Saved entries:
##############################

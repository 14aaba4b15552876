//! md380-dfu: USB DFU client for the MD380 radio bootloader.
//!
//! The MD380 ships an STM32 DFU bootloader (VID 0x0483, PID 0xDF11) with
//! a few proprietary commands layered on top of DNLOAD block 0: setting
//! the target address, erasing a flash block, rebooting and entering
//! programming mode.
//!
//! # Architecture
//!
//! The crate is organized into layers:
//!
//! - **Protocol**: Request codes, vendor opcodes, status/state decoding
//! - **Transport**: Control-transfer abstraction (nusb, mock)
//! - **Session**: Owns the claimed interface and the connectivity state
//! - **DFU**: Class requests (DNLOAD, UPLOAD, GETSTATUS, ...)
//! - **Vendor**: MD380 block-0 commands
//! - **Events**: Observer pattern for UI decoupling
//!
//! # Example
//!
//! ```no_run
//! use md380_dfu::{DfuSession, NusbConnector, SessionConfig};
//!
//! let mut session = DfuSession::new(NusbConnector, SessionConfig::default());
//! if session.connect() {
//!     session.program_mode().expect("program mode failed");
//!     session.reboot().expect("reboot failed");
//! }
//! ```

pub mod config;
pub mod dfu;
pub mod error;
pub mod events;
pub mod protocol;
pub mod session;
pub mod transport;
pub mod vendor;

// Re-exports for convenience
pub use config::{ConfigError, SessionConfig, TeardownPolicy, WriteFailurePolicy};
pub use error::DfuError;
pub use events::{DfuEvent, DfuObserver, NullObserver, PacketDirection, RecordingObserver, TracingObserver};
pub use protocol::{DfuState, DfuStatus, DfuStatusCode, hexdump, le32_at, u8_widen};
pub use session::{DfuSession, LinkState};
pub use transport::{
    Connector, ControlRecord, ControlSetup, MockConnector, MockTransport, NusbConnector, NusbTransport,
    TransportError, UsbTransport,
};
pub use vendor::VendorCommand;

##############################

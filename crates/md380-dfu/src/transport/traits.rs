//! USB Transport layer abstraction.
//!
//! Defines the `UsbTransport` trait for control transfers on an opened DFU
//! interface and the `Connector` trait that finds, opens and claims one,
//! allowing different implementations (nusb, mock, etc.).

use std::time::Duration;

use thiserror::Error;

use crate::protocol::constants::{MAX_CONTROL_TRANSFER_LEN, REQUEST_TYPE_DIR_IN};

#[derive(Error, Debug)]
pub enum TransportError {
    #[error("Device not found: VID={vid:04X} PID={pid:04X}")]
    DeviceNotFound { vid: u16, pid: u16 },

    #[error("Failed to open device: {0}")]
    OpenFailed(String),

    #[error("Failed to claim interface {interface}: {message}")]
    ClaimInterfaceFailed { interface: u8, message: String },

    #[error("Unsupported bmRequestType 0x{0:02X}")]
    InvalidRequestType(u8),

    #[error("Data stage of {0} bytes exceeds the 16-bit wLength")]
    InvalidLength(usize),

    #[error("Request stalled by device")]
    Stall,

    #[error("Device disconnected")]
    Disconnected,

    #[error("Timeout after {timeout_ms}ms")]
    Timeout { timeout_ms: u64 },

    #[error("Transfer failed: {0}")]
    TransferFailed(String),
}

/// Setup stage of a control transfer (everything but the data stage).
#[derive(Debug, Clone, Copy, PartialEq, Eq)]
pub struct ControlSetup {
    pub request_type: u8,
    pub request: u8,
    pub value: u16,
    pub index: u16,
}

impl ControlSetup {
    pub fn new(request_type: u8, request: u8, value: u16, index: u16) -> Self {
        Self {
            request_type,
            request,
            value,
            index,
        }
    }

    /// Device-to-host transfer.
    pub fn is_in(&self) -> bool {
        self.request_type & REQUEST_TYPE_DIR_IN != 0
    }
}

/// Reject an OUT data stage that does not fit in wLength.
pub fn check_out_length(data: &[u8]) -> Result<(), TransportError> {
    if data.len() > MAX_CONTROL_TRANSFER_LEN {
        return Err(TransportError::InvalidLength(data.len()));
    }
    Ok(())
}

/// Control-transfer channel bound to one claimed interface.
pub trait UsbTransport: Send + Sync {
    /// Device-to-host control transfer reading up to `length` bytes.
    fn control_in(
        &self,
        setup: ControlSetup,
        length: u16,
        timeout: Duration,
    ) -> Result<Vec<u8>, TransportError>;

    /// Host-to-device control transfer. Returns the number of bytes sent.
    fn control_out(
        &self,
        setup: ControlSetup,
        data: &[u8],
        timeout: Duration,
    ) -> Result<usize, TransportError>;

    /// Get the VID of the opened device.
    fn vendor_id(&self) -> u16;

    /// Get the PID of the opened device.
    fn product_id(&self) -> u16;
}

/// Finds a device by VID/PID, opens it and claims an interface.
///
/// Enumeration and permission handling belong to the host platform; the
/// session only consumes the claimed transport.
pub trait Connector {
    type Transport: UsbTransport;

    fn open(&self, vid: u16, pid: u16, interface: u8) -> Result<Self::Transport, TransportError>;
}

##############################

The answer must consist of every line from the data that holds the string "wLength".

    #[error("Data stage of {0} bytes exceeds the 16-bit wLength")]
/// Reject an OUT data stage that does not fit in wLength.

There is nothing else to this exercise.